String (ROUGE) Evaluation

from juddges.evals.metrics import evaluate_string_rouge

# Exact match
result = evaluate_string_rouge(
    "Sąd Okręgowy w Warszawie",
    "Sąd Okręgowy w Warszawie"
)
print(result)
# {
#     "rouge1": 1.0,
#     "rouge2": 1.0,
#     "rougeL": 1.0
# }

# Partial match
result = evaluate_string_rouge(
    "Sąd w Warszawie",
    "Sąd Okręgowy w Warszawie"
)
print(result)
# {
#     "rouge1": 0.75,  # 3 of 4 unigrams match
#     "rouge2": 0.67,  # 2 of 3 bigrams match
#     "rougeL": 0.75   # Longest common subsequence
# }

# Missing values
result = evaluate_string_rouge(None, "some text")
print(result)
# {
#     "rouge1": 0.0,
#     "rouge2": 0.0,
#     "rougeL": 0.0
# }

Enum Evaluation

from juddges.evals.metrics import evaluate_enum

# Valid prediction
result = evaluate_enum(
    predicted="Wyrok",
    gold="Wyrok",
    choices=["Wyrok", "Postanowienie", "Uchwała"]
)
print(result)
# {
#     "match": 1,
#     "predicted_in_choices": 1
# }

# Hallucination (invalid choice)
result = evaluate_enum(
    predicted="InvalidType",
    gold="Wyrok",
    choices=["Wyrok", "Postanowienie", "Uchwała"]
)
print(result)
# {
#     "match": 0,
#     "predicted_in_choices": 0  # Hallucination detected
# }

# Mismatch but valid
result = evaluate_enum(
    predicted="Postanowienie",
    gold="Wyrok",
    choices=["Wyrok", "Postanowienie", "Uchwała"]
)
print(result)
# {
#     "match": 0,
#     "predicted_in_choices": 1
# }

List Evaluation

from juddges.evals.metrics import evaluate_list_greedy

# Perfect match
result = evaluate_list_greedy(
    predicted=["Art. 123", "Art. 456"],
    gold=["Art. 123", "Art. 456"]
)
print(result)
# {
#     "true_positives": 2,
#     "false_positives": 0,
#     "false_negatives": 0,
#     "precision": 1.0,
#     "recall": 1.0,
#     "f1": 1.0
# }

# Partial match
result = evaluate_list_greedy(
    predicted=["Art. 123", "Art. 789"],
    gold=["Art. 123", "Art. 456"]
)
print(result)
# {
#     "true_positives": 1,
#     "false_positives": 1,
#     "false_negatives": 1,
#     "precision": 0.5,
#     "recall": 0.5,
#     "f1": 0.5
# }

# Empty lists
result = evaluate_list_greedy(
    predicted=None,
    gold=["Art. 123"]
)
print(result)
# {
#     "true_positives": 0,
#     "false_positives": 0,
#     "false_negatives": 1,
#     "precision": 0.0,
#     "recall": 0.0,
#     "f1": 0.0
# }

API Reference

evaluate_date

evaluate_date(predicted: str | None, gold: str | None) -> dict[str, int]

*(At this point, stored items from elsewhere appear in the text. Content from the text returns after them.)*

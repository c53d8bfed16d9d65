use std::collections::HashMap;

use anyhow::{Result, bail};
use docannot::prelude::*;
use docannot::{ConstructorArgs, ConstructorParam, FieldDescriptor, SemanticKind, TypeDescriptor};

/// Host registry that builds every type from a hand-written descriptor.
struct Host {
    types: HashMap<&'static str, TypeDescriptor>,
}

impl Host {
    fn new() -> Self {
        let mut types = HashMap::new();
        types.insert(
            "Orm\\Column",
            TypeDescriptor {
                name: "Orm\\Column".to_string(),
                doc_comment: Some("/** @Annotation @Target({\"PROPERTY\", \"ANNOTATION\"}) */".to_string()),
                fields: vec![
                    FieldDescriptor::new("type").doc("/** @var string */"),
                    FieldDescriptor::new("length").declared("int"),
                    FieldDescriptor::new("nullable")
                        .doc("/** @var bool */")
                        .default_value(Value::Bool(false)),
                ],
                ..TypeDescriptor::default()
            },
        );
        types.insert(
            "Orm\\Index",
            TypeDescriptor {
                name: "Orm\\Index".to_string(),
                doc_comment: Some("/** @Annotation */".to_string()),
                constructor: Some(vec![ConstructorParam::new("values")]),
                ..TypeDescriptor::default()
            },
        );
        types.insert(
            "Orm\\Table",
            TypeDescriptor {
                name: "Orm\\Table".to_string(),
                doc_comment: Some("/** @Annotation @Target(\"CLASS\") */".to_string()),
                fields: vec![
                    FieldDescriptor::new("name").doc("/** @Required @var string */"),
                    FieldDescriptor::new("indexes").doc("/** @var array<Orm\\Index> */"),
                ],
                ..TypeDescriptor::default()
            },
        );
        Self { types }
    }

    fn find(&self, name: &str) -> Option<&TypeDescriptor> {
        self.types
            .values()
            .find(|d| d.name.eq_ignore_ascii_case(name.trim_start_matches('\\')))
    }
}

impl TypeRegistry for Host {
    fn exists(&self, name: &str) -> bool {
        self.find(name).is_some()
    }

    fn describe(&self, name: &str) -> Option<TypeDescriptor> {
        self.find(name).cloned()
    }

    fn constant(&self, name: &str) -> Option<Value> {
        match name {
            "Orm\\Column::DEFAULT_LENGTH" => Some(Value::Integer(255)),
            _ => None,
        }
    }

    fn instantiate(&self, name: &str, args: ConstructorArgs) -> Result<Annotation> {
        let Some(descriptor) = self.find(name) else {
            bail!("no such type {}", name);
        };
        let mut instance = Annotation::new(descriptor.name.clone());
        for field in &descriptor.fields {
            instance.set(field.name.clone(), field.default.clone());
        }
        match args {
            ConstructorArgs::Values(values) => {
                if values.is_empty() {
                    bail!("an index needs at least one column");
                }
                instance.set("values", Value::Array(values.into_iter().map(|(_, v)| v).collect()));
            }
            ConstructorArgs::Positional(_) => bail!("unsupported"),
            ConstructorArgs::Empty => {}
        }
        Ok(instance)
    }
}

fn entity_ctx() -> ParserContext {
    ParserContext::new("class App\\User")
        .with_import("orm", "Orm")
        .expect("imports only")
        .with_target(Target::CLASS)
}

#[test]
fn test_host_registry_builds_nested_annotations() -> Result<()> {
    let host = Host::new();
    let cache = MetadataCache::new();
    let parser = DocParser::new(&host, &cache);

    let annotations = parser.parse(
        r#"/**
         * @ORM\Table(name="users", indexes={@ORM\Index({"email"}), @ORM\Index(columns={"name", "age"})})
         */"#,
        &entity_ctx(),
    )?;

    assert_eq!(annotations.len(), 1);
    let table = &annotations[0];
    assert!(table.is("Orm\\Table"));
    assert_eq!(table.get("name"), Some(&Value::from("users")));

    let indexes = table.get("indexes").and_then(Value::as_array).unwrap();
    assert_eq!(indexes.len(), 2);
    assert!(indexes.values().all(|v| v.as_annotation().is_some_and(|a| a.is("Orm\\Index"))));
    Ok(())
}

#[test]
fn test_field_types_from_host_descriptor() -> Result<()> {
    let host = Host::new();
    let cache = MetadataCache::new();
    let parser = DocParser::new(&host, &cache);
    let ctx = entity_ctx().with_description("property App\\User::$email").with_target(Target::PROPERTY);

    let annotations = parser.parse(
        r#"@ORM\Column(type="string", length=ORM\Column::DEFAULT_LENGTH)"#,
        &ctx,
    )?;
    assert_eq!(annotations[0].get("length"), Some(&Value::Integer(255)));
    assert_eq!(annotations[0].get("nullable"), Some(&Value::Bool(false)));

    let err = parser
        .parse(r#"@ORM\Column(type="string", nullable="yes")"#, &ctx)
        .unwrap_err();
    assert_eq!(err.semantic_kind(), Some(SemanticKind::Type));
    assert!(err.message().ends_with("expects a(n) bool, but got string."));

    let err = parser.parse(r#"@ORM\Column(length="long")"#, &ctx).unwrap_err();
    assert!(err.message().contains("expects a(n) int, but got string."));
    Ok(())
}

#[test]
fn test_array_element_types() {
    let host = Host::new();
    let cache = MetadataCache::new();
    let parser = DocParser::new(&host, &cache);

    let err = parser
        .parse(r#"@ORM\Table(name="users", indexes={"email"})"#, &entity_ctx())
        .unwrap_err();
    assert_eq!(
        err.message(),
        "Attribute \"indexes\" of @ORM\\Table declared on class App\\User expects either a(n) Orm\\Index, or an array of Orm\\Indexs, but got string."
    );
}

#[test]
fn test_target_on_class() {
    let host = Host::new();
    let cache = MetadataCache::new();
    let parser = DocParser::new(&host, &cache);

    let err = parser.parse(r#"@ORM\Column(type="string")"#, &entity_ctx()).unwrap_err();
    assert_eq!(
        err.to_string(),
        "[Semantical Error] Annotation @ORM\\Column is not allowed to be declared on class App\\User. You may only use this annotation on these code elements: PROPERTY, ANNOTATION."
    );
}

#[test]
fn test_host_failure_is_wrapped() {
    let host = Host::new();
    let cache = MetadataCache::new();
    let parser = DocParser::new(&host, &cache);

    let err = parser.parse(r#"@ORM\Index"#, &entity_ctx()).unwrap_err();
    assert!(err.is_creation());
    assert_eq!(
        err.message(),
        "An error occurred while instantiating the annotation @ORM\\Index declared on class App\\User: \"an index needs at least one column\"."
    );
}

Parses dates and checks for an exact match.

PARAMETER DESCRIPTION
predicted

The predicted date string.

TYPE: str | None

gold

The ground truth date string.

TYPE: str | None

RETURNS DESCRIPTION
dict[str, int]

True if dates match, False otherwise.

Source code in juddges/evals/metrics.py
def evaluate_date(
    predicted: str | None,
    gold: str | None,
) -> dict[str, int]:
    """
    Parses dates and checks for an exact match.

    Args:
        predicted: The predicted date string.
        gold: The ground truth date string.

    Returns:
        True if dates match, False otherwise.
    """
    if predicted == gold:
        return {"match": 1}

    try:
        predicted_date = date_parser.parse(predicted)
        gold_date = date_parser.parse(gold)
        return {"match": int(predicted_date == gold_date)}
    except (ValueError, TypeError):
        return {"match": 0}

evaluate_number

evaluate_number(predicted: Any, gold: Any, atol: float = 1e-06) -> dict[str, int]

Compares two numbers for an exact match.

PARAMETER DESCRIPTION
predicted

The predicted number.

TYPE: Any

gold

The ground truth number.

TYPE: Any

RETURNS DESCRIPTION
dict[str, int]

True if numbers are equal, False otherwise.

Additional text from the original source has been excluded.